Concepts:
We have already seen how to define classes / models using simple types, such as int
, float
, str
, bool
, etc. However in practice data structures are often more complex. They include for examples dictionaries, list of lists, or mutiple allowed types. Of course Pydantic also supports these more complex types, such as lists, dictionaries, enums, and unions. In the following we will see an overview of those types and how to use them:
Lists and dictionaries are very common data structures in Python. Pydantic supports typed lists and dictionaries, which means that we can also define the type of the elements in the list or the type of the values in the dictionary.
Typed lists and dictionaries are defined using the list
and dict
generic types. For example, we can define a model with a list of floats as follows:
from pydantic import BaseModel
class LineV1(BaseModel):
"""A Line object represented by two lists of coordinates"""
x: list[float]
y: list[float]
def length(self):
"""Line length computed by summing over the distance between points"""
length = 0
for idx in range(len(self.x) - 1):
length += (
(self.x[idx] - self.x[idx + 1]) ** 2
+ (self.y[idx] - self.y[idx + 1]) ** 2
) ** 0.5
return length
Instantiation of the model works as expected:
line_v1 = LineV1(x=[0, 1, 3], y=[0, 1, 2])
display(line_v1)
LineV1(x=[0.0, 1.0, 3.0], y=[0.0, 1.0, 2.0])
print(line_v1.length())
3.6502815398728847
The behavior is exactly the same as for simple types. So values are converted to the specified type if possible:
line_v1 = LineV1(x=[0, 1, "3"], y=[0, True, 2])
display(line_v1)
LineV1(x=[0.0, 1.0, 3.0], y=[0.0, 1.0, 2.0])

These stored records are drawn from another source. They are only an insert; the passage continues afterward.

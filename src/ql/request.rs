//! Request descriptor
//!
//! Ties the resource path and the query options of one URL together.

use log::debug;
use serde::Serialize;

use crate::core::errors::Result;
use crate::ql::options::QueryOptions;
use crate::ql::parser::parse_resource_path;
use crate::ql::path::{NavigationPath, PathError};
use crate::ql::segmenter::percent_decode;

/// A fully parsed request: immutable once built
#[derive(Debug, Clone, PartialEq, Serialize)]
pub struct RequestDescriptor {
    pub path: NavigationPath,
    pub options: QueryOptions,
}

/// Parser for request URLs, optionally rooted under a service prefix
#[derive(Debug, Clone, Default)]
pub struct ODataParser {
    service_root: Option<String>,
}

impl ODataParser {
    pub fn new() -> Self {
        ODataParser { service_root: None }
    }

    /// Strip `root` (e.g. `/api/v1`) from every incoming path
    pub fn with_service_root<S: Into<String>>(mut self, root: S) -> Self {
        let root = root.into().trim_matches('/').to_string();
        self.service_root = if root.is_empty() { None } else { Some(root) };
        self
    }

    /// Parse a full or relative URL: `http://host/api/users(1)?$select=name`
    pub fn parse(&self, url: &str) -> Result<RequestDescriptor> {
        let url = url.split('#').next().unwrap_or("");
        let (path, query) = match url.split_once('?') {
            Some((path, query)) => (path, query),
            None => (url, ""),
        };
        self.parse_parts(strip_authority(path), query)
    }

    /// Parse a path and a query string given separately
    pub fn parse_parts(&self, path: &str, query: &str) -> Result<RequestDescriptor> {
        let decoded = percent_decode(path)?;
        let relative = self.strip_service_root(&decoded)?;

        let descriptor = RequestDescriptor {
            path: parse_resource_path(relative)?,
            options: QueryOptions::parse(query)?,
        };

        debug!("parsed request {}", descriptor.path);
        Ok(descriptor)
    }

    fn strip_service_root<'a>(&self, path: &'a str) -> Result<&'a str> {
        let trimmed = path.trim_start_matches('/');
        let root = match &self.service_root {
            Some(root) => root,
            None => return Ok(trimmed),
        };

        match trimmed.strip_prefix(root.as_str()) {
            Some(rest) if rest.is_empty() || rest.starts_with('/') => Ok(rest),
            _ => Err(PathError::InvalidFormat(format!("'{}' is outside the service root /{}", path, root)).into()),
        }
    }
}

/// Drop `scheme://authority` from an absolute URL
fn strip_authority(path: &str) -> &str {
    match path.split_once("://") {
        Some((_, rest)) => rest.find('/').map(|i| &rest[i..]).unwrap_or("/"),
        None => path,
    }
}

#[cfg(test)]
mod tests {
    use super::*;
    use crate::core::errors::ODataError;
    use crate::core::value::Value;
    use crate::ql::path::KeyPredicate;

    #[test]
    fn test_relative_url() {
        let request = ODataParser::new().parse("/users?$top=10&$skip=20").unwrap();
        assert_eq!(request.path.to_string(), "/users");
        assert_eq!(request.options.top, Some(10));
        assert_eq!(request.options.skip, Some(20));
        assert!(request.options.filter.is_none());
    }

    #[test]
    fn test_absolute_url_with_service_root() {
        let parser = ODataParser::new().with_service_root("/api/v1/");
        let request = parser.parse("https://example.com/api/v1/users(42)/orders?$count=true#top").unwrap();
        assert_eq!(request.path.len(), 2);
        assert_eq!(request.path.root().unwrap().key, Some(KeyPredicate::Scalar(Value::Integer(42))));
        assert!(request.options.count);

        let err = parser.parse("/other/users").unwrap_err();
        assert!(matches!(err, ODataError::Path(PathError::InvalidFormat(_))));
    }

    #[test]
    fn test_encoded_path_key() {
        let request = ODataParser::new().parse("/users(email=%27a%40b.c%27)").unwrap();
        assert_eq!(
            request.path.root().unwrap().key,
            Some(KeyPredicate::Unique("email".to_string(), Value::from("a@b.c")))
        );
    }

    #[test]
    fn test_root_only_is_empty_path() {
        let err = ODataParser::new().parse("http://example.com").unwrap_err();
        assert_eq!(err, ODataError::Path(PathError::EmptyPath));
    }

    #[test]
    fn test_parse_is_idempotent() {
        let parser = ODataParser::new();
        let url = "/users?$filter=age gt 25 and contains(name,'john')&$orderby=name desc&$expand=orders($top=1)";
        assert_eq!(parser.parse(url).unwrap(), parser.parse(url).unwrap());
    }
}
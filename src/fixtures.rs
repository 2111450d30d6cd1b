//! Shared schema used by unit tests across modules

use crate::core::schema::{AccessFlags, EntityType, FieldType, SchemaRegistry};

/// users -> orders -> items -> product -> category, plus a composite-key
/// entity and one that is not browsable
pub fn registry() -> SchemaRegistry {
    let mut registry = SchemaRegistry::new()
        .with_entity(EntityType::new("User")
            .with_field("id", FieldType::Int64)
            .with_field("name", FieldType::String)
            .with_field("email", FieldType::String)
            .with_field("age", FieldType::Int32)
            .with_nullable_field("secret", FieldType::String)
            .with_field("active", FieldType::Boolean)
            .with_nullable_field("nickname", FieldType::String)
            .with_key(["id"])
            .with_unique("email")
            .with_unique("nickname")
            .with_lookup("email")
            .with_hidden(["secret"])
            .with_searchable(["name"])
            .with_access(AccessFlags { browsable: true, expandable: true, modifiable: true }))
        .unwrap()
        .with_entity(EntityType::new("Order")
            .with_field("id", FieldType::Int64)
            .with_field("user_id", FieldType::Int64)
            .with_field("total", FieldType::Float)
            .with_field("status", FieldType::String)
            .with_nullable_field("placed", FieldType::Date)
            .with_key(["id"])
            .with_access(AccessFlags { browsable: true, expandable: true, modifiable: true }))
        .unwrap()
        .with_entity(EntityType::new("Item")
            .with_field("id", FieldType::Int64)
            .with_field("order_id", FieldType::Int64)
            .with_field("product_id", FieldType::Int64)
            .with_field("quantity", FieldType::Int32)
            .with_key(["id"]))
        .unwrap()
        .with_entity(EntityType::new("Product")
            .with_field("id", FieldType::Int64)
            .with_field("sku", FieldType::String)
            .with_field("price", FieldType::Float)
            .with_field("category_id", FieldType::Int64)
            .with_key(["id"])
            .with_access(AccessFlags { browsable: false, expandable: true, modifiable: false }))
        .unwrap()
        .with_entity(EntityType::new("Category")
            .with_set("categories")
            .with_field("id", FieldType::Int64)
            .with_field("label", FieldType::String)
            .with_key(["id"]))
        .unwrap()
        .with_entity(EntityType::new("Membership")
            .with_field("user_id", FieldType::Int64)
            .with_field("group_code", FieldType::String)
            .with_field("role", FieldType::String)
            .with_key(["user_id", "group_code"]))
        .unwrap()
        .with_entity(EntityType::new("AuditLog")
            .with_set("audit_logs")
            .with_field("id", FieldType::Int64)
            .with_field("message", FieldType::String)
            .with_key(["id"])
            .with_access(AccessFlags { browsable: false, expandable: false, modifiable: false }))
        .unwrap();

    registry.foreign_key("Order", "user", "user_id", "User", Some("orders")).unwrap();
    registry.foreign_key("Item", "order", "order_id", "Order", Some("items")).unwrap();
    registry.foreign_key("Item", "product", "product_id", "Product", None).unwrap();
    registry.foreign_key("Product", "category", "category_id", "Category", Some("products")).unwrap();
    registry.foreign_key("Membership", "user", "user_id", "User", Some("memberships")).unwrap();
    registry.validate().unwrap();
    registry
}
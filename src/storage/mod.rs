pub mod evaluator;
pub mod memory;

pub use evaluator::Evaluator;
pub use memory::MemoryStore;
pub mod errors;
pub mod schema;
pub mod store;
pub mod value;

pub use errors::{ODataError, Result};
pub use schema::{AccessFlags, EntityType, Field, FieldType, Relationship, RelationshipKind, SchemaRegistry};
pub use store::{Executor, Expansion, QueryResult, Row};
pub use value::{Record, Value};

If the type cannot be converted a ValidationError
is raised:
line_v1 = LineV1(x=[0, 1, "10^-2"], y=[0, 1, 2])
display(line_v1)
---------------------------------------------------------------------------
ValidationError Traceback (most recent call last)
Cell In[5], line 1
----> 1 line_v1 = LineV1(x=[0, 1, "10^-2"], y=[0, 1, 2])
2 display(line_v1)
File /opt/hostedtoolcache/Python/3.9.17/x64/lib/python3.9/site-packages/pydantic/main.py:341, in pydantic.main.BaseModel.__init__()
ValidationError: 1 validation error for LineV1
x -> 2
value is not a valid float (type=type_error.float)
Note that pydantic indicates the index of the invalid value in the error message using x -> 2
.
Typed dictionaries are defined in a similar way using the dict
generic type:
from pydantic import BaseModel
class LineV2(BaseModel):
"""A Line object represented by two lists of coordinates"""
coordinates: dict[str, list[float]]
def length(self):
"""Line length computed by summing over the distance between points"""
length = 0
x = self.coordinates["x"]
y = self.coordinates["y"]
for idx in range(len(x) - 1):
length += ((x[idx] - x[idx + 1]) ** 2 + (y[idx] - y[idx + 1]) ** 2) ** 0.5
return length
Now we define some data an create the model:
coordinates = {
"x": [0, 1, 3],
"y": [0, 1, 2],
}
line_v2 = LineV2(coordinates=coordinates)
For illustration purposes we also create a model with invalid data:
coordinates = {
"x": [0, "one", 3],
"y": [0, 1, "three"],
}
line_v2 = LineV2(coordinates=coordinates)
---------------------------------------------------------------------------
ValidationError Traceback (most recent call last)
Cell In[8], line 6
1 coordinates = {
2 "x": [0, "one", 3],
3 "y": [0, 1, "three"],
4 }
----> 6 line_v2 = LineV2(coordinates=coordinates)
File /opt/hostedtoolcache/Python/3.9.17/x64/lib/python3.9/site-packages/pydantic/main.py:341, in pydantic.main.BaseModel.__init__()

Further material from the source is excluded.